One of the key things I am looking for is a floorstanding speaker with sufficient bass and presence to not require subs. I am also looking for a speaker which can pressurize the room and provide that visceral feeling you get from the right combination of components. My room is 14’x34’. Decently dampened in terms of floor and reflectivity - however it’s also my living room and I do need to consider my (tolerant) wife’s aspects of decor as well.
I grew up hearing friends’ parents’ speakers like Klipschorns - which made a BIG impression on me. We didn’t know what they were at the time, only that they absolutely rocked. Same with the Altecs. So I had some influences there in terms of horns and large speakers.
I have found that many of the newer floorstanding models that I’ve heard in demos lack that presence - other than the top models where you typically find woofers in the 8"+ range and hence you get what I would call a full dynamic range (say below 40Hz-20KHz).
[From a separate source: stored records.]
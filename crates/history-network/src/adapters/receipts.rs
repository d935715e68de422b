use crate::domain::AssembledBlock;
use crate::ports::ReceiptManager;

/// Receipt manager for nodes without an execution client: derives nothing.
#[derive(Clone, Copy, Debug, Default)]
pub struct NoReceipts;

impl ReceiptManager for NoReceipts {
    fn derive_receipts(&self, _block: &AssembledBlock) -> Option<Vec<u8>> {
        None
    }
}
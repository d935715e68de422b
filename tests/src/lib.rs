//! # Portal History Test Suite
//!
//! Unified test crate for flows that cross component boundaries.
//!
//! ## Structure
//!
//! ```text
//! tests/src/
//! └── integration/
//!     ├── epoch_flow.rs     # Header admission across a full 8192-header epoch
//!     ├── body_flow.rs      # Block bodies with local, fetched and missing headers
//!     ├── gossip_flow.rs    # Pulse-batched offers through the offer driver
//!     ├── proof_flow.rs     # Inclusion proofs served and verified between nodes
//!     ├── keys.rs           # Content key wire formats
//!     └── telemetry_flow.rs # Prometheus counters across a flow
//! ```
//!
//! ## Running Tests
//!
//! ```bash
//! # All tests
//! cargo test -p history-tests
//!
//! # By flow
//! cargo test -p history-tests integration::gossip_flow::
//! ```

#![allow(unused_variables)]
#![allow(unused_imports)]
#![allow(dead_code)]

pub mod integration;
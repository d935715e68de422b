//! In-memory routing table: a flat peer set ordered by XOR distance on demand.

use parking_lot::RwLock;
use std::collections::{HashMap, HashSet};

use crate::domain::{ContentId, ContentKey, NodeId};
use crate::ports::RoutingTable;

#[derive(Default)]
struct RoutingState {
    peers: Vec<NodeId>,
    known_content: HashMap<NodeId, HashSet<ContentKey>>,
}

/// Routing table over an explicit peer list.
#[derive(Default)]
pub struct InMemoryRoutingTable {
    state: RwLock<RoutingState>,
}

impl InMemoryRoutingTable {
    pub fn new() -> Self {
        Self::default()
    }

    pub fn add_peer(&self, peer: NodeId) {
        let mut state = self.state.write();
        if !state.peers.contains(&peer) {
            state.peers.push(peer);
        }
    }

    pub fn remove_peer(&self, peer: &NodeId) {
        let mut state = self.state.write();
        state.peers.retain(|p| p != peer);
        state.known_content.remove(peer);
    }

    /// Record that `peer` holds `key`.
    pub fn mark_known(&self, peer: NodeId, key: ContentKey) {
        self.state
            .write()
            .known_content
            .entry(peer)
            .or_default()
            .insert(key);
    }
}

impl RoutingTable for InMemoryRoutingTable {
    fn nearest(&self, id: &ContentId, k: usize) -> Vec<NodeId> {
        let mut peers = self.state.read().peers.clone();
        peers.sort_by_key(|peer| peer.distance_to(id));
        peers.truncate(k);
        peers
    }

    fn content_key_known_to_peer(&self, peer: &NodeId, key: &ContentKey) -> bool {
        self.state
            .read()
            .known_content
            .get(peer)
            .map_or(false, |keys| keys.contains(key))
    }

    fn all_known_peers(&self) -> Vec<NodeId> {
        self.state.read().peers.clone()
    }
}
It’s unfortunate that the larger woofer options aren’t provided in lower end models, but I suppose this is how they market the top tier models and differentiate them.
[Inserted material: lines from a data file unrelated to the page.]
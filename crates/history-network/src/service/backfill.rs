//! # Backfill Queue
//!
//! Lookups scheduled while processing an epoch. Requests are queued instead of
//! awaited so an epoch pass never blocks on the network and admission never
//! re-enters itself.
//!
//! The queue is bounded. When it is full new requests are dropped and counted
//! in `ph_backfill_dropped_total`; the next epoch pass schedules them again.

use history_telemetry::metrics::BACKFILL_DROPPED;
use tokio::sync::mpsc::{self, error::TrySendError};
use tokio::sync::Mutex;
use tracing::{debug, trace};

use crate::domain::ContentKey;

/// One missing item to fetch and admit.
#[derive(Clone, Copy, Debug, PartialEq, Eq)]
pub struct BackfillRequest {
    pub key: ContentKey,
}

/// Bounded FIFO of backfill requests.
pub struct BackfillQueue {
    sender: mpsc::Sender<BackfillRequest>,
    receiver: Mutex<mpsc::Receiver<BackfillRequest>>,
}

impl BackfillQueue {
    /// `capacity` must be non-zero.
    pub fn new(capacity: usize) -> Self {
        let (sender, receiver) = mpsc::channel(capacity.max(1));
        Self {
            sender,
            receiver: Mutex::new(receiver),
        }
    }

    /// Queue `key`. Returns `false` if the request was dropped.
    pub fn push(&self, key: ContentKey) -> bool {
        match self.sender.try_send(BackfillRequest { key }) {
            Ok(()) => true,
            Err(TrySendError::Full(_)) => {
                BACKFILL_DROPPED.inc();
                trace!(key = %key, "[history] backfill queue full, request dropped");
                false
            }
            Err(TrySendError::Closed(_)) => {
                debug!(key = %key, "[history] backfill queue closed, request dropped");
                false
            }
        }
    }

    /// Next request without waiting.
    ///
    /// Returns `None` when the queue is empty or a worker holds the receiver.
    pub fn try_next(&self) -> Option<BackfillRequest> {
        self.receiver.try_lock().ok()?.try_recv().ok()
    }

    /// Wait for the next request.
    pub async fn next(&self) -> Option<BackfillRequest> {
        self.receiver.lock().await.recv().await
    }
}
I’ve narrowed my list down to the following, and would welcome comments and suggestions. I live in Canada, my budget is around $20K CAD - give or take, and I am fine with used equipment vs. new and for this list I’m mostly assuming used.
- Klipschorn AK6 or 7
- B&W 801/802 D3 or D4
- Sonus Faber Amati (Tradtion or G5)
- Wilson Sasha or similar
- Kef Blade Meta (or similar model)
An issue I have is that I haven’t been able to audition some of these in person. I would aim to do so before purchasing. My research thus far has been academic, and also some subjective listening on YouTube to various channels and samples and piecing that together.
Thanks for your time/interest.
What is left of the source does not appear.